Pierwsza 50tka wiosenna przepleciona pracą, zaliczona!




Pozdrawiam
Księgowy
Organizator:
Legionowska Katorga,

SUS - czyli Spontaniczna Ustawka Szosowa || 59.84km

Sobota, 25 lutego 2017 · Komcie(2)
Daliśmy dziś z Piotrem SUS`a. Pogoda w ostatnich dniach klarowała się bardzo powoli. DO ostatnich godzin przed wyjazdem nie wiadomo, gdzie i czy w ogóle, pojedziemy. Dzień wcześniej wieczorem padał śnieg a na dzisiejszy poranek zapowiadali mega śnieżycę. Całość dopełniał super wiatr, który pod znakiem zapytania stawiał przewidywalność prognozy.

Do pracy pojechałem na żywioł. Szosowe opony, błoptniki. Na ulicach pełno wody a na chodnikach lód.

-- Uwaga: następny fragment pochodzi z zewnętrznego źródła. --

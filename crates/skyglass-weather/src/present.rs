//! Display text and theme derived from a reading.
//!
//! Everything here is pure; the only clock access is `location_message_now`.

use chrono::Timelike;

use crate::types::TemperatureUnit;

/// Render a temperature the way it is shown to the user: shortest decimal
/// form (`12`, `12.5`), with negative zero printed as `0`.
pub fn format_temperature(temperature: f64) -> String {
    let temperature = if temperature == 0.0 { 0.0 } else { temperature };
    format!("{}", temperature)
}

/// Clothing advice for a temperature. Only Celsius readings get advice;
/// other units just echo the value.
pub fn temperature_message(temperature: f64, unit: TemperatureUnit) -> String {
    let t = format_temperature(temperature);
    match unit {
        TemperatureUnit::Celsius => {
            if temperature < 0.0 {
                format!("It's freezing at {}°C! Bundle up!", t)
            } else if temperature < 10.0 {
                format!("It's quite cold at {}°C. Wear warm clothes.", t)
            } else if temperature < 20.0 {
                format!("The temperature is {}°C. Comfortable for a light jacket.", t)
            } else if temperature < 30.0 {
                format!("It's a pleasant {}°C. Enjoy the nice weather!", t)
            } else {
                format!("It's hot at {}°C. Stay hydrated!", t)
            }
        }
        other => format!("{}°{}", t, other.symbol()),
    }
}

/// Friendly sentence for a known condition; unknown conditions pass through.
pub fn weather_message(description: &str) -> String {
    let message = match description.to_lowercase().as_str() {
        "sunny" => "It's a beautiful sunny day!",
        "partly cloudy" => "Expect some clouds and sunshine.",
        "cloudy" => "It's cloudy today.",
        "overcast" => "The sky is overcast.",
        "rain" => "Don't forget your umbrella! It's raining.",
        "thunderstorm" => "Thunderstorms are expected today.",
        "snow" => "Bundle up! It's snowing.",
        "mist" => "It's misty outside.",
        "fog" => "Be careful, there's fog outside.",
        _ => return description.to_string(),
    };
    message.to_string()
}

#[derive(Debug, Clone, Copy, PartialEq, Eq)]
pub enum DayPeriod {
    Day,
    Night,
}

impl DayPeriod {
    /// Night runs from 18:00 up to (not including) 06:00 local time.
    pub fn from_hour(hour: u32) -> Self {
        if hour >= 18 || hour < 6 {
            Self::Night
        } else {
            Self::Day
        }
    }

    pub fn now() -> Self {
        Self::from_hour(chrono::Local::now().hour())
    }

    pub fn label(self) -> &'static str {
        match self {
            Self::Day => "During the Day",
            Self::Night => "at Night",
        }
    }
}

pub fn location_message(location: &str, period: DayPeriod) -> String {
    format!("{} {}", location, period.label())
}

/// `location_message` for the current local time.
pub fn location_message_now(location: &str) -> String {
    location_message(location, DayPeriod::now())
}

/// One colour stop of a theme gradient.
#[derive(Debug, Clone, Copy, PartialEq, Eq)]
pub struct GradientStop {
    /// Palette name, e.g. `yellow-400`
    pub name: &'static str,
    pub rgb: (u8, u8, u8),
}

const fn stop(name: &'static str, r: u8, g: u8, b: u8) -> GradientStop {
    GradientStop { name, rgb: (r, g, b) }
}

/// Colour theme of the weather card, chosen from the condition text.
#[derive(Debug, Clone, Copy, PartialEq, Eq, Default)]
pub enum WeatherTheme {
    Sunny,
    Rainy,
    Snowy,
    Cloudy,
    Stormy,
    #[default]
    Default,
}

impl WeatherTheme {
    /// Keyword match on the lowercased description. The first matching
    /// rule wins, so "Patchy light rain with thunder" is `Rainy`.
    pub fn from_description(description: &str) -> Self {
        let desc = description.to_lowercase();
        if desc.contains("sunny") || desc.contains("clear") {
            Self::Sunny
        } else if desc.contains("rain") || desc.contains("drizzle") {
            Self::Rainy
        } else if desc.contains("snow") {
            Self::Snowy
        } else if desc.contains("cloud") {
            Self::Cloudy
        } else if desc.contains("thunder") {
            Self::Stormy
        } else {
            Self::Default
        }
    }

    pub fn key(self) -> &'static str {
        match self {
            Self::Sunny => "sunny",
            Self::Rainy => "rainy",
            Self::Snowy => "snowy",
            Self::Cloudy => "cloudy",
            Self::Stormy => "stormy",
            Self::Default => "default",
        }
    }

    /// Gradient stops, start to end.
    pub fn stops(self) -> [GradientStop; 3] {
        const GRAY_400: GradientStop = stop("gray-400", 156, 163, 175);
        const BLUE_500: GradientStop = stop("blue-500", 59, 130, 246);
        const BLUE_600: GradientStop = stop("blue-600", 37, 99, 235);

        match self {
            Self::Sunny => [
                stop("yellow-400", 250, 204, 21),
                stop("orange-400", 251, 146, 60),
                stop("red-400", 248, 113, 113),
            ],
            Self::Rainy => [GRAY_400, BLUE_500, BLUE_600],
            Self::Snowy => [
                stop("blue-100", 219, 234, 254),
                stop("blue-200", 191, 219, 254),
                stop("blue-300", 147, 197, 253),
            ],
            Self::Cloudy => [
                stop("gray-300", 209, 213, 219),
                GRAY_400,
                stop("gray-500", 107, 114, 128),
            ],
            Self::Stormy => [
                stop("gray-700", 55, 65, 81),
                stop("gray-800", 31, 41, 55),
                stop("gray-900", 17, 24, 39),
            ],
            Self::Default => [stop("blue-400", 96, 165, 250), BLUE_500, BLUE_600],
        }
    }
}
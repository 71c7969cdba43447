//! Centralized error types for Skyglass.
//!
//! Every error can be turned into a short, non-technical line via
//! `user_message()` for display in the widget; the `Display` output keeps
//! the full context for logs.

use thiserror::Error;

/// Top-level application error type.
#[derive(Debug, Error)]
pub enum AppError {
    #[error("Configuration error: {0}")]
    Config(#[from] ConfigError),

    #[error("Weather service error: {0}")]
    Weather(#[from] WeatherError),
}

impl AppError {
    /// Returns a user-friendly message suitable for display in the UI.
    pub fn user_message(&self) -> &'static str {
        match self {
            AppError::Config(e) => e.user_message(),
            AppError::Weather(e) => e.user_message(),
        }
    }
}

/// Configuration errors.
#[derive(Debug, Error)]
pub enum ConfigError {
    #[error("Invalid configuration: {0}")]
    Invalid(String),

    #[error("Configuration parse error: {0}")]
    ParseError(String),
}

impl ConfigError {
    pub fn user_message(&self) -> &'static str {
        match self {
            ConfigError::Invalid(_) => "Invalid configuration. Check your settings.",
            ConfigError::ParseError(_) => "Configuration file is malformed. Check your settings.",
        }
    }
}

/// Weather service errors, as seen by the widget.
#[derive(Debug, Error)]
pub enum WeatherError {
    /// Blank search box.
    #[error("Empty location query")]
    EmptyQuery,

    /// The lookup failed: unknown city, bad response or unreachable service.
    #[error("Location not found: {0}")]
    LocationNotFound(String),

    #[error("Weather API key is not configured")]
    MissingApiKey,
}

impl WeatherError {
    pub fn user_message(&self) -> &'static str {
        match self {
            WeatherError::EmptyQuery => "Please enter a valid location.",
            WeatherError::LocationNotFound(_) => "City not found. Please try again.",
            WeatherError::MissingApiKey => {
                "Weather API key is missing. Set WEATHER_API_KEY or add it to the config."
            }
        }
    }
}
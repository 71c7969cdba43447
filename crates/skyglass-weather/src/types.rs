use serde::{Deserialize, Serialize};
use skyglass_core::AppError;

pub use skyglass_core::TemperatureUnit;

/// Current conditions for one looked-up location, as displayed.
#[derive(Debug, Clone, PartialEq, Serialize, Deserialize)]
pub struct WeatherReading {
    pub temperature: f64,
    pub description: String,
    pub location: String,
    pub unit: TemperatureUnit,
}

/// Weather provider errors
#[derive(Debug, thiserror::Error)]
pub enum WeatherError {
    #[error("No API key configured")]
    MissingApiKey,
    #[error("Empty location query")]
    EmptyQuery,
    #[error("City not found (HTTP {status})")]
    CityNotFound { status: u16 },
    #[error("Network error: {0}")]
    Network(#[from] reqwest::Error),
    #[error("Parse error: {0}")]
    Parse(String),
}

impl WeatherError {
    /// The application-level error this lookup failure is reported as.
    ///
    /// Every failed lookup surfaces as "location not found", keeping the
    /// transport detail in the message for the logs.
    pub fn to_core(&self) -> skyglass_core::WeatherError {
        match self {
            Self::MissingApiKey => skyglass_core::WeatherError::MissingApiKey,
            Self::EmptyQuery => skyglass_core::WeatherError::EmptyQuery,
            other => skyglass_core::WeatherError::LocationNotFound(other.to_string()),
        }
    }

    /// Line shown to the user in the error panel.
    pub fn user_message(&self) -> &'static str {
        self.to_core().user_message()
    }
}

impl From<WeatherError> for AppError {
    fn from(e: WeatherError) -> Self {
        AppError::Weather(e.to_core())
    }
}

#[cfg(test)]
mod tests {
    use super::*;

    #[test]
    fn test_lookup_failures_read_as_city_not_found() {
        let errors = [
            WeatherError::CityNotFound { status: 400 },
            WeatherError::Parse("missing field `current`".into()),
        ];
        for err in errors {
            assert_eq!(err.user_message(), "City not found. Please try again.");
        }
    }

    #[test]
    fn test_empty_query_message() {
        assert_eq!(
            WeatherError::EmptyQuery.user_message(),
            "Please enter a valid location."
        );
    }

    #[test]
    fn test_missing_key_maps_to_core() {
        let app: AppError = WeatherError::MissingApiKey.into();
        assert!(matches!(
            app,
            AppError::Weather(skyglass_core::WeatherError::MissingApiKey)
        ));
    }

    #[test]
    fn test_core_error_keeps_status() {
        let core = WeatherError::CityNotFound { status: 404 }.to_core();
        assert!(core.to_string().contains("404"));
    }
}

Było średnio, a chlapiąc spod kół, zastanawiałem się jak będzie się jechać po zmianach, gdy będzie się z opony rozwijał taki pióropusz. Plus był jednak taki, że od rana świeciło piekne słońce i ono dodawało mi energii.


Poranna jazda do pracy. Drogi mokre, a na chodnikach lód.

W pracy małe przedwiośnie, i troszkę pracy. Potem udało się ogarnąć co trzeba i o 15 można było ruszać. Piotr stawił się o czasie i po zamknięciu przybytku, pojechaliśmy na walkę z wiatrem. Jako, że Piotr testoał nową szosę (chyba tą samą co Ma Jurek) to wszystko było takie nowe. Miał on szoskę dawniej, ale od wielu lat jeźdizł tylko na góalu. Powrót na szosowe „drogi” przypadł mu właśnie dziś, w mega wihurę.


Zmiany ustaliliśmy na tyle sił ile pozwalał wiatr, co 2kilometry tak mniej więcej. Jak nie było jak zmienić, jechaliśmy dalej. Generalnie Piotr 25km/h dawał zmianę, ja schodziłem do 22/21km/h Nie było lekko, ale jest motywacja aby się lepiej starać. Dobrze się przepaliłem i świetnie ujechałem tego dnia. W sumie mocna trasa wyszła i jestem szczęśliwy, że udało się mimo wszystko, otworzyć sezon szosowy!






Pozdrawiam
Księgowy
Organizator:
Legionowska Katorga,

Przebiegi półbiegi i inne biegi - czyli klik klikowi nie równy. || 0.01km

Sobota, 25 lutego 2017 · Komcie(7)
Nie do końca jestem przekonany, czy ten wpis pomoże moim szosowym przyjaciołom, którzy przygodę rozpoczynają z szosą, ale cokolwiek wam napisze.

Zacznijmy od podstaw:

http://si.shimano.com

Ta strona jest tajnikiem wiedzy mojej i rozwiewa czasem bardzo zawiłe wątpliwości w serwisie, co i jak i przede wszystkim w jakiej kolejności złożyć. Pomaga także w zamawianiu części kompatybilnych i generalnie rozjaśnia nam szarość i skomplikowany rozkład grup shimano. Zwłaszcza przy różnych mariażach grup 105 z Dure ace i czy np dana manetka będzie pracować z 2 czy 3 biegami, lub czy i jakie kasety przyjmie dana przerzutka. Tego jest naprawdę od groma i czasem nie da się na oko. Taka ściągawka każego serwisanta.

Jak to działa?

Ot weźmy sobie pierwszą z brzegu klamkomanetkę:

Tiagra... model:   

ST-4600


Wpisujemy sobie ten symbol w wyszukiwarkę i mamy całą masę informacji. 
UM - user manual, czyli instrukcja obsługi. Opisuje całość produktu, od działania, po montaż, przez pracę i regulację. To wam najbardziej się przyda, bo skompresowane jest do krótkich informacji, jakie znajdziecie w pudełku z daną przerzutką, manetką, kasetą czy czymkolwiek innym.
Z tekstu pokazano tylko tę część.